Problem description:
Bring together all lines from the listing below that contain the string "UnknownOperation".
▼▼▼
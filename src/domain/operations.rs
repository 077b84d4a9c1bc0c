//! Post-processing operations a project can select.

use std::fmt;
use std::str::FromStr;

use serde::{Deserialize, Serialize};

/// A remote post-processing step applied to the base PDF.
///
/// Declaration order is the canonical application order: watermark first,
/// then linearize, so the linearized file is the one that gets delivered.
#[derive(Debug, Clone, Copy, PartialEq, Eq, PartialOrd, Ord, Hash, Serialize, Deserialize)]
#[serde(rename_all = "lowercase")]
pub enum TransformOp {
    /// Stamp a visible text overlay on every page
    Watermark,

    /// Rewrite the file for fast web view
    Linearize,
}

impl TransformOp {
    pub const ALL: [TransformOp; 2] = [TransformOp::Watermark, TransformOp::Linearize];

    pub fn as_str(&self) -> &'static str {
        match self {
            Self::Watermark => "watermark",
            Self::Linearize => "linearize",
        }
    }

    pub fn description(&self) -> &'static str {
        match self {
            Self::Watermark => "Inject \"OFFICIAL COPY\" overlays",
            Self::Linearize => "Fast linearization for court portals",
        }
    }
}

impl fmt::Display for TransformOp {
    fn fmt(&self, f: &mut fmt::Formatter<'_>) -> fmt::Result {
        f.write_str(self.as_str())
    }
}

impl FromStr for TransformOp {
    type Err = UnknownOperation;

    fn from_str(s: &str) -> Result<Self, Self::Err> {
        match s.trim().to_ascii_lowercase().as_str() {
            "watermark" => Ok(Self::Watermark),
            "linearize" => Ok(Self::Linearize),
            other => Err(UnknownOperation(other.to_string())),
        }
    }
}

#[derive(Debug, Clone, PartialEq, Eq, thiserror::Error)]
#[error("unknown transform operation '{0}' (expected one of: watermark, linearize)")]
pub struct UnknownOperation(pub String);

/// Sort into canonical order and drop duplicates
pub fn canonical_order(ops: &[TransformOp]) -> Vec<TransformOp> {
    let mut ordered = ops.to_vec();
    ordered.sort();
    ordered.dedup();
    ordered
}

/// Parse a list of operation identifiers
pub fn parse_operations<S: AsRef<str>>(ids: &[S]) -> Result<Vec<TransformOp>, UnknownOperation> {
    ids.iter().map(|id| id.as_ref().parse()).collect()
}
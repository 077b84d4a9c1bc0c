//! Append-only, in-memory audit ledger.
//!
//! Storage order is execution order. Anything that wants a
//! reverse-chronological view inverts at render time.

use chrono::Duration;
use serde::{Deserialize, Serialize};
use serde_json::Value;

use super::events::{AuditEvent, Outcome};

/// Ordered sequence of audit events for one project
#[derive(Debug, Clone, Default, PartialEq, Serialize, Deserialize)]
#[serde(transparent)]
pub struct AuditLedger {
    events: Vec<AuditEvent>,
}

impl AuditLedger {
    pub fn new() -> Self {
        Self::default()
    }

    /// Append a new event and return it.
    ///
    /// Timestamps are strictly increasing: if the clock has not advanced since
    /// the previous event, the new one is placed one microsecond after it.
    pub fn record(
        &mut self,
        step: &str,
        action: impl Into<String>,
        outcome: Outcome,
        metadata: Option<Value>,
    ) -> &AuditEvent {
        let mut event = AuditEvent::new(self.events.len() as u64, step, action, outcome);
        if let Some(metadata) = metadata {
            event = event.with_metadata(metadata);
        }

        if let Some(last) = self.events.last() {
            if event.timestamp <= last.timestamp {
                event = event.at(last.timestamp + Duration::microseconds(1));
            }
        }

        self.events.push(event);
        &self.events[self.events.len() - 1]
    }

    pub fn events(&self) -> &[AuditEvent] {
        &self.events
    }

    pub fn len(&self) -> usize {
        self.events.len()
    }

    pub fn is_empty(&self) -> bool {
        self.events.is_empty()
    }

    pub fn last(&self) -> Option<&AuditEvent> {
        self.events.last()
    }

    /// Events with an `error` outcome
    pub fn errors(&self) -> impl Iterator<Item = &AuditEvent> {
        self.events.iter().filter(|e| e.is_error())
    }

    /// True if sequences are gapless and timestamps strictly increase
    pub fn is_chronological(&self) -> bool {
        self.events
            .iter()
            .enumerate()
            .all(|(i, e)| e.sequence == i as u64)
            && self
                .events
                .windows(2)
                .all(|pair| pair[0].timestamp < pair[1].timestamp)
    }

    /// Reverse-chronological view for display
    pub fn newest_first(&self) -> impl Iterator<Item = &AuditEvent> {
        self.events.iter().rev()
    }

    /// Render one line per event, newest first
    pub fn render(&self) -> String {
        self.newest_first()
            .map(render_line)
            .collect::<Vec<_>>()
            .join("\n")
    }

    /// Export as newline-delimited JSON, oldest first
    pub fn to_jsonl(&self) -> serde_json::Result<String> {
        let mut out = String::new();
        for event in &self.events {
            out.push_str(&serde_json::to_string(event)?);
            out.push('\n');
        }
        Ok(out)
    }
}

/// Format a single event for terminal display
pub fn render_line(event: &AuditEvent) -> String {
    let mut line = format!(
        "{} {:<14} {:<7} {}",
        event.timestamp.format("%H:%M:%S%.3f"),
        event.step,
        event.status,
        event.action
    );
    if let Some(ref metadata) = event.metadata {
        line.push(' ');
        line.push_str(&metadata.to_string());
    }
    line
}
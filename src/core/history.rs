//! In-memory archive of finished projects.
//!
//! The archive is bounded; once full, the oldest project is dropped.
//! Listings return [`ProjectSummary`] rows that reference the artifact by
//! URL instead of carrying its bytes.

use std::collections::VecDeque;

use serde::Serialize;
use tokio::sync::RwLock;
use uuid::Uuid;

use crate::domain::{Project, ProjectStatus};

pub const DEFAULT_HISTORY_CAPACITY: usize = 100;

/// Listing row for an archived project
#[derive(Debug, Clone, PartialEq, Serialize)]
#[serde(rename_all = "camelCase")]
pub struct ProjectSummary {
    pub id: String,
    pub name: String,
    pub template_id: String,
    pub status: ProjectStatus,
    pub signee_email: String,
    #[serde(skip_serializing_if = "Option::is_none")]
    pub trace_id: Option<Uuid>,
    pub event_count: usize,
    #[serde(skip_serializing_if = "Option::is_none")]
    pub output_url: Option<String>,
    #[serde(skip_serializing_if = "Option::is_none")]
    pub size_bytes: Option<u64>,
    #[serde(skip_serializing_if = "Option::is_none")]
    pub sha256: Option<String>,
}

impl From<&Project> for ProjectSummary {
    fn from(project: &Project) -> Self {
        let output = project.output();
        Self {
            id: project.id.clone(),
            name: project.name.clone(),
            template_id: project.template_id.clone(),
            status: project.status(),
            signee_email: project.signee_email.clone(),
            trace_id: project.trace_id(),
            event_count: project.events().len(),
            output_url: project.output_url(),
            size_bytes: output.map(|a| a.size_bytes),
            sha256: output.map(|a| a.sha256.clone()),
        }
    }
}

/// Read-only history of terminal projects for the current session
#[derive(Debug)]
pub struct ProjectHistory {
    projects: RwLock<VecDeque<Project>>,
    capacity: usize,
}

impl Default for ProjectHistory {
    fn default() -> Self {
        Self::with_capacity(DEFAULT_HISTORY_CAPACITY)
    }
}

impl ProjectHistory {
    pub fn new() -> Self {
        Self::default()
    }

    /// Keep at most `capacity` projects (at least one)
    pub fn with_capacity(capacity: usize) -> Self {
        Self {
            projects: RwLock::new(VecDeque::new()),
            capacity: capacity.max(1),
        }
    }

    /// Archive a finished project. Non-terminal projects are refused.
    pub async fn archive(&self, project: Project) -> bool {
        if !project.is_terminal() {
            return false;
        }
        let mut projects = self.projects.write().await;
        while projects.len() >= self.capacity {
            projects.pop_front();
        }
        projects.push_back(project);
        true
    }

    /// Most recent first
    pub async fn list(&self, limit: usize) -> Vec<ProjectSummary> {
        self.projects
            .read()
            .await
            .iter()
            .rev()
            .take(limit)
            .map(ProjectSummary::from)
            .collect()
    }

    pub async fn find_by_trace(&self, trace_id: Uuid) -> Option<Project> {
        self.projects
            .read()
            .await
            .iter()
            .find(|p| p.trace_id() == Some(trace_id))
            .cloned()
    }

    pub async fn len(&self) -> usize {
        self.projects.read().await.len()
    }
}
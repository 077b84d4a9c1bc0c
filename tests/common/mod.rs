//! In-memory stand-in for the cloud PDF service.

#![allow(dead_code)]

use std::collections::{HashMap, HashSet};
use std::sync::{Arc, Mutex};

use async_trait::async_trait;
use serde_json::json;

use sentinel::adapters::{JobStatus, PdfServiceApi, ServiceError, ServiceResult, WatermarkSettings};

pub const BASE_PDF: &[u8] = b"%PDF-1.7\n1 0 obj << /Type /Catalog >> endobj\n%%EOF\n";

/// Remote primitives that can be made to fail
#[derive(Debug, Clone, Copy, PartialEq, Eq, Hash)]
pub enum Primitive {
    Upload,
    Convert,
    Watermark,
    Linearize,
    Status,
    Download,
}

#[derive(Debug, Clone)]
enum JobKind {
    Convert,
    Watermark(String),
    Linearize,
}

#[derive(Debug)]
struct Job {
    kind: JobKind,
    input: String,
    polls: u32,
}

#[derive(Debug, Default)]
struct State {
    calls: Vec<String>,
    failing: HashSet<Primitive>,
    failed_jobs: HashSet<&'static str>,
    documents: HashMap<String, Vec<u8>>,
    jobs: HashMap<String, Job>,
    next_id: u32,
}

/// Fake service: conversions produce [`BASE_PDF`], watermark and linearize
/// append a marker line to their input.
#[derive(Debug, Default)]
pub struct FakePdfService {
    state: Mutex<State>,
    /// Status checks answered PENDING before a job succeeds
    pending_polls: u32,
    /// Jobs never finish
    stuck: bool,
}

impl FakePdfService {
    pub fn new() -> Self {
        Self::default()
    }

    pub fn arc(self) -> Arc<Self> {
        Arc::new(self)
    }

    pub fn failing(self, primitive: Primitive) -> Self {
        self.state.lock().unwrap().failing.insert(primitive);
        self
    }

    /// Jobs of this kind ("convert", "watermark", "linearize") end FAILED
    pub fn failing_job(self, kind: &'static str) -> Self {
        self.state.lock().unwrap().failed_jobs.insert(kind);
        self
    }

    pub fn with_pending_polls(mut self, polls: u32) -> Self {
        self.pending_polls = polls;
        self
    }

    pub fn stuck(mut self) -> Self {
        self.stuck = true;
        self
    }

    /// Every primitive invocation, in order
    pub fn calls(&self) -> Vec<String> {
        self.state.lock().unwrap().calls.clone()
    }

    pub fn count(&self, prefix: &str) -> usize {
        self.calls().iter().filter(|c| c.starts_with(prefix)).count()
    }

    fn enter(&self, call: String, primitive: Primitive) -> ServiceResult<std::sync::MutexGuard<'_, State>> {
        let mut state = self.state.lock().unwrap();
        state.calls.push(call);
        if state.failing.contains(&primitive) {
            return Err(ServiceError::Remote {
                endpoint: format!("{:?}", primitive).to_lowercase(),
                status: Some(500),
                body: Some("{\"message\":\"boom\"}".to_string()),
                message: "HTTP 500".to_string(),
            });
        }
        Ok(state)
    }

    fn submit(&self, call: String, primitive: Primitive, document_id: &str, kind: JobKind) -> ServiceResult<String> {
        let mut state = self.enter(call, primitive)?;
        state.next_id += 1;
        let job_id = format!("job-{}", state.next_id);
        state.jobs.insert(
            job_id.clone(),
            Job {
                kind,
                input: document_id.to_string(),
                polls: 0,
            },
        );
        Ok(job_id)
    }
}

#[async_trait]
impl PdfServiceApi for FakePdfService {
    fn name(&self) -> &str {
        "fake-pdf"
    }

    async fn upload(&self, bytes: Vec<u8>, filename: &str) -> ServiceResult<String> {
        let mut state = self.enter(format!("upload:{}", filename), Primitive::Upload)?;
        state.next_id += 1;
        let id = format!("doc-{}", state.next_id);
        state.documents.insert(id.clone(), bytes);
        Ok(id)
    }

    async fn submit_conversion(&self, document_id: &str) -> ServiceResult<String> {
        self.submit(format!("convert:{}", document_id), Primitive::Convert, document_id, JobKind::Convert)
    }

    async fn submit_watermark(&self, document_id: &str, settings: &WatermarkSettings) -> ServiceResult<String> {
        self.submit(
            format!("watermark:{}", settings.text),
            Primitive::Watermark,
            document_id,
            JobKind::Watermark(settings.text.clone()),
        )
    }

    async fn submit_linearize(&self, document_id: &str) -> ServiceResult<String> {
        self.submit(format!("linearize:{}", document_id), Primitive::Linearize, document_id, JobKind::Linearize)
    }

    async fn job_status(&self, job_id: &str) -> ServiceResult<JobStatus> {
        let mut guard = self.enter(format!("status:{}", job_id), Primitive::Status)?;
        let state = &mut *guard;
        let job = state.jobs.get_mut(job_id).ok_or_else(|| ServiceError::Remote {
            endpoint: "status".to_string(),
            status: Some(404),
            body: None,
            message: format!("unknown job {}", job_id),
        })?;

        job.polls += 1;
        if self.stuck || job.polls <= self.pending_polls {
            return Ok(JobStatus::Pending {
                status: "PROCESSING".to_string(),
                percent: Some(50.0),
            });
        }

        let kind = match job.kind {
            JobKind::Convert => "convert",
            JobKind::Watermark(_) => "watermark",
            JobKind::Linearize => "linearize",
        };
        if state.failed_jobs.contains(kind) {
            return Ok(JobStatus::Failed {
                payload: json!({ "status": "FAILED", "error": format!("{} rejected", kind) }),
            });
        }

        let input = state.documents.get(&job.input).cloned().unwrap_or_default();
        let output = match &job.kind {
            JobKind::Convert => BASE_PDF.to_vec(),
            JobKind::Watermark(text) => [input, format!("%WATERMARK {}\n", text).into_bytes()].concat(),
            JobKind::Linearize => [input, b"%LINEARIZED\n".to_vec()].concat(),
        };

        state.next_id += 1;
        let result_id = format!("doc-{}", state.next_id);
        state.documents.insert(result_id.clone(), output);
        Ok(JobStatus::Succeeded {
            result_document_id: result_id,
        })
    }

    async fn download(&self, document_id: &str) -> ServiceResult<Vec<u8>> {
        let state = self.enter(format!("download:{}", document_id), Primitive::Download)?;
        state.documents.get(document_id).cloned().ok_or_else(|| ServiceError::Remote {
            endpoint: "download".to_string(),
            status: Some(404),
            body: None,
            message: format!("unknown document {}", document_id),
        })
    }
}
▲▲▲
Output of the exercise:
    type Err = UnknownOperation;
            other => Err(UnknownOperation(other.to_string())),
pub struct UnknownOperation(pub String);
pub fn parse_operations<S: AsRef<str>>(ids: &[S]) -> Result<Vec<TransformOp>, UnknownOperation> {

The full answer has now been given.